I call on the government to not come to the House to congratulate itself and claim big wins when we are not even scratching the surface of what really needs to be done. We need to see leadership. This is a problem that we can't delay. We need to manage that surge in waste and also the surge in PPE waste that has come with COVID in the last 18 months. We need dedicated programs for this kind of waste. These are the kinds of things the government really should be focusing on and funding. We also need to address the broader problems of environmental management and protection. At the end of the day, this will all come back and compound.

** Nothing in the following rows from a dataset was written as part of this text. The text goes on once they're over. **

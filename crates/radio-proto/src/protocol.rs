//! mpv JSON IPC wire format.
//!
//! One message per line:
//!
//! ```text
//! → {"command":["get_property","volume"],"request_id":7}
//! ← {"request_id":7,"error":"success","data":50.0}
//! ```
//!
//! Lines without a `request_id` are unsolicited player events.

use serde::{Deserialize, Serialize};
use serde_json::Value;

/// `error` value the player uses for a successful command.
pub const SUCCESS: &str = "success";

/// Player properties read or written by this program.
pub mod property {
    pub const VOLUME: &str = "volume";
    pub const MUTE: &str = "mute";
    pub const AUDIO_BITRATE: &str = "audio-bitrate";
    pub const AUDIO_CODEC_NAME: &str = "audio-codec-name";
    pub const DEMUXER_CACHE_DURATION: &str = "demuxer-cache-duration";
    pub const PAUSED_FOR_CACHE: &str = "paused-for-cache";
    pub const CACHE_BUFFERING_STATE: &str = "cache-buffering-state";
}

#[derive(Debug, Clone, PartialEq, Serialize, Deserialize)]
pub struct ControlRequest {
    pub command: Vec<Value>,
    pub request_id: u64,
}

impl ControlRequest {
    pub fn new(name: &str, args: Vec<Value>, request_id: u64) -> Self {
        let mut command = Vec::with_capacity(args.len() + 1);
        command.push(Value::String(name.to_string()));
        command.extend(args);
        Self {
            command,
            request_id,
        }
    }

    pub fn get_property(name: &str, request_id: u64) -> Self {
        Self::new("get_property", vec![Value::from(name)], request_id)
    }

    pub fn set_property(name: &str, value: Value, request_id: u64) -> Self {
        Self::new("set_property", vec![Value::from(name), value], request_id)
    }

    /// Serialise as a single newline-terminated line.
    pub fn encode(&self) -> anyhow::Result<String> {
        let mut raw = serde_json::to_string(self)?;
        raw.push('\n');
        Ok(raw)
    }
}

#[derive(Debug, Clone, PartialEq, Serialize, Deserialize)]
pub struct ControlResponse {
    #[serde(default)]
    pub request_id: Option<u64>,
    #[serde(default)]
    pub error: Option<String>,
    #[serde(default)]
    pub data: Option<Value>,
}

impl ControlResponse {
    pub fn is_success(&self) -> bool {
        self.error.as_deref() == Some(SUCCESS)
    }

    /// Parse one line from the control channel.  Returns `None` for
    /// unsolicited events (no `request_id`) and for undecodable input.
    pub fn decode(line: &str) -> Option<Self> {
        let trimmed = line.trim();
        if trimmed.is_empty() {
            return None;
        }
        let resp: Self = serde_json::from_str(trimmed).ok()?;
        resp.request_id.is_some().then_some(resp)
    }
}

#[cfg(test)]
mod tests {
    use super::*;
    use serde_json::json;

    #[test]
    fn test_request_encoding() {
        let req = ControlRequest::set_property(property::VOLUME, json!(55), 3);
        let line = req.encode().unwrap();
        assert!(line.ends_with('\n'));
        let parsed: Value = serde_json::from_str(line.trim()).unwrap();
        assert_eq!(parsed, json!({"command": ["set_property", "volume", 55], "request_id": 3}));
    }

    #[test]
    fn test_decode_response() {
        let resp = ControlResponse::decode(r#"{"request_id":9,"error":"success","data":"mp3"}"#).unwrap();
        assert_eq!(resp.request_id, Some(9));
        assert!(resp.is_success());
        assert_eq!(resp.data, Some(json!("mp3")));
    }

    #[test]
    fn test_decode_error_response() {
        let resp =
            ControlResponse::decode(r#"{"request_id":2,"error":"property unavailable","data":null}"#)
                .unwrap();
        assert!(!resp.is_success());
        assert_eq!(resp.data, None);
    }

    #[test]
    fn test_events_and_garbage_are_not_responses() {
        assert!(ControlResponse::decode(r#"{"event":"playback-restart"}"#).is_none());
        assert!(ControlResponse::decode("not json").is_none());
        assert!(ControlResponse::decode("   ").is_none());
    }
}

I am proud to say that here in Warringah we have great progress being made. We have Ocean Action Pod, which is seeking to raise awareness of plastics in our ocean and the waste build-up in those areas. I've also implemented the Roadmap to Zero, which is implementing awareness and providing education to individuals, businesses and schools on how they can reduce their waste. We have great leadership in the electorate, with companies like Worn Up, which is recycling school uniforms; and BlockTexx, which is recovering polyester and cellulose from textiles in clothing, diverting textiles from landfill and using them in a more sustainable manner. We have so many companies leading the way. Government needs to do more.